Employment & LaborMedia MentionsAlicia J. Samolis Featured in Rhode Island Lawyers Weekly on Impact of EEOC’s Updated DEI Guidance

April 7, 2025

The U.S. Equal Employment Opportunity Commission (EEOC) and Department of Justice released new guidance on Diversity, Equity and Inclusion (“DEI”) in the workplace in March of 2025.  In a recent Rhode Island Lawyers Weekly article, PSH Partner and Employment & Labor Chair Alicia J. Samolis offers valuable insight into what this shift means for employers. Drawing on her deep experience in advising employers on this topic, Samolis unpacks the implications of the EEOC’s latest stance and provides practical guidance for companies striving to stay compliant.

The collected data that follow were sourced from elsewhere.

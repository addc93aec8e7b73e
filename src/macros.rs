//! Logging macros for ergonomic log message formatting.
//!
//! These macros provide a convenient interface for logging with automatic
//! string formatting, similar to `println!` and `format!`. Each expands to
//! the corresponding `Logger` method and yields its `Result`.
//!
//! # Examples
//!
//! ```
//! use hooklog::prelude::*;
//! use hooklog::info;
//!
//! let logger = Logger::new("server");
//!
//! // Basic logging
//! info!(logger, "Server started")?;
//!
//! // With format arguments
//! let port = 8080;
//! info!(logger, "Server listening on port {}", port)?;
//! # hooklog::core::Result::Ok(())
//! ```

/// Log a message at an explicit level with automatic formatting.
///
/// # Examples
///
/// ```
/// # use hooklog::prelude::*;
/// # let logger = Logger::new("app");
/// use hooklog::log;
/// log!(logger, INFO, "Simple message")?;
/// log!(logger, ERROR, "Error code: {}", 500)?;
/// # hooklog::core::Result::Ok(())
/// ```
#[macro_export]
macro_rules! log {
    ($logger:expr, $level:expr, $($arg:tt)+) => {
        $logger.log($level, format!($($arg)+), None)
    };
}

/// Log a debug-level message.
#[macro_export]
macro_rules! debug {
    ($logger:expr, $($arg:tt)+) => {
        $logger.debug(format!($($arg)+))
    };
}

/// Log an info-level message.
///
/// # Examples
///
/// ```
/// # use hooklog::prelude::*;
/// # let logger = Logger::new("app");
/// use hooklog::info;
/// info!(logger, "Processing {} items", 100)?;
/// # hooklog::core::Result::Ok(())
/// ```
#[macro_export]
macro_rules! info {
    ($logger:expr, $($arg:tt)+) => {
        $logger.info(format!($($arg)+))
    };
}

/// Log a warning-level message.
#[macro_export]
macro_rules! warn {
    ($logger:expr, $($arg:tt)+) => {
        $logger.warn(format!($($arg)+))
    };
}

/// Log an error-level message.
#[macro_export]
macro_rules! error {
    ($logger:expr, $($arg:tt)+) => {
        $logger.error(format!($($arg)+))
    };
}

/// Log a fatal-level message.
#[macro_export]
macro_rules! fatal {
    ($logger:expr, $($arg:tt)+) => {
        $logger.fatal(format!($($arg)+))
    };
}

The latest guidance highlights the fact that under employment discrimination rules, employers are required to be protected class blind, meaning they can’t treat employees more favorably even if the employees are in a historically disadvantaged class and even if the employee is in the minority based upon the company’s employee demographics.  So-called “reverse discrimination” – discrimination claimed by a member of the majority class – have always been illegal and something Samolis cautioned employers against for many years.  In fact, Samolis was interviewed on this issue over five years ago.

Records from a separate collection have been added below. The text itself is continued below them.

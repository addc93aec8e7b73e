//! Handler trait for log output destinations
//!
//! A handler is anything exposing a severity threshold, a writable sink and
//! a formatting step. Filtering and write dispatch are supplied by the
//! provided [`Handler::handle`]; concrete handlers implement formatting only.

use super::{entry::Entry, error::Result, level::Level};
use std::io::Write;

/// A writable byte destination for formatted records
///
/// Files, in-memory buffers and the standard streams all qualify. Handlers
/// only ever append sequentially; there is no seeking and no read-back.
pub type Sink = Box<dyn Write + Send>;

pub trait Handler: Send {
    /// Minimum level this handler reacts to
    fn threshold(&self) -> &Level;

    /// The output destination for formatted records
    fn sink(&mut self) -> &mut dyn Write;

    /// Convert an entry into one output record, without the trailing newline
    fn format(&self, entry: &Entry) -> Result<String>;

    /// Filter, format and write one entry
    ///
    /// Entries below the threshold return `Ok(())` with no side effects.
    /// Formatting and write failures propagate to the caller of `log()`;
    /// this library performs no retry or buffering.
    fn handle(&mut self, entry: &Entry) -> Result<()> {
        if entry.level < *self.threshold() {
            return Ok(());
        }

        let record = self.format(entry)?;
        let sink = self.sink();
        sink.write_all(record.as_bytes())?;
        sink.write_all(b"\n")?;
        sink.flush()?;
        Ok(())
    }
}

But while the risk has always existed, it is now becoming much more treacherous.  As Samolis explained to Rhode Island Lawyers Weekly earlier this week “[f]rom the legal context, the law isn’t really changing based upon this guidance.  It’s more that the chances that somebody gets a lawsuit have changed, and potentially employees’ attitudes have changed.”  Samolis explained to Rhode Island Lawyers Weekly that up until recently some employers either did not fully grasp what the protected class blind requirement meant or were willing to take the risk in pursuit of diversity.

“The problem is you have people who are well-intended, and they don’t realize that it’s equally as illegal to say ‘our next CEO needs to be Black’ or ‘the next person we elevate to the C-suite needs to be a woman,’” Samolis said.  Samolis explained disputes involving claims by an employee in the majority class can be the hardest to defend because those claims are more likely to include written evidence of discriminatory intent.  As a practical piece of advice, Samolis suggests when an employer is considering whether a DEI initiative is legal, they should swap out the minority class for the majority class.  For example, most employers can easily spot that an employee resource group only open to white men or only offering training or mentoring to white men as being illegal.  Thus, it is still illegal if the class status is Hispanic employees or women.

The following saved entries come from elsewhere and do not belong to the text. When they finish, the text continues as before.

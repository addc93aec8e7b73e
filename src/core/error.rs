//! Error types for the logging library

pub type Result<T> = std::result::Result<T, LoggerError>;

#[derive(Debug, thiserror::Error)]
pub enum LoggerError {
    /// IO error while writing to a handler sink
    #[error("IO error: {0}")]
    IoError(#[from] std::io::Error),

    /// JSON serialization error
    #[error("JSON error: {0}")]
    JsonError(#[from] serde_json::Error),

    /// Hook evaluation failed
    #[error("Hook '{name}' failed: {message}")]
    HookError { name: String, message: String },

    /// Hook output does not match any declared entry field
    #[error("Hook '{hook}' produced a field not declared by the entry schema")]
    UndeclaredField { hook: String },

    /// Invalid configuration with details
    #[error("Invalid configuration for {component}: {message}")]
    InvalidConfiguration { component: String, message: String },

    /// Formatter error with handler name
    #[error("Formatter error ({handler}): {message}")]
    FormatterError { handler: String, message: String },

    /// Generic error
    #[error("{0}")]
    Other(String),
}

impl LoggerError {
    /// Create a hook evaluation error
    pub fn hook(name: impl Into<String>, message: impl Into<String>) -> Self {
        LoggerError::HookError {
            name: name.into(),
            message: message.into(),
        }
    }

    /// Create an undeclared field error
    pub fn undeclared_field(hook: impl Into<String>) -> Self {
        LoggerError::UndeclaredField { hook: hook.into() }
    }

    /// Create an invalid configuration error
    pub fn config(component: impl Into<String>, message: impl Into<String>) -> Self {
        LoggerError::InvalidConfiguration {
            component: component.into(),
            message: message.into(),
        }
    }

    /// Create a formatter error
    pub fn formatter(handler: impl Into<String>, message: impl Into<String>) -> Self {
        LoggerError::FormatterError {
            handler: handler.into(),
            message: message.into(),
        }
    }

    /// Create a generic error
    pub fn other<S: Into<String>>(msg: S) -> Self {
        LoggerError::Other(msg.into())
    }
}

Samolis also highlighted that the increased scrutiny on employee DEI programs is more likely to lead to some employees feeling frustrated in the restrictions on what DEI efforts can legally do and other employees wondering if their employer is violating the law.  Samolis predicts that “the likely outcome of this sort of discussion is going to be less DEI efforts, not just somewhat modified [DEI efforts].”

Samolis urges employers to consult with their employment counsel to review current DEI initiatives and to ensure that their manager training on discrimination and harassment includes examples of illegal reverse discrimination.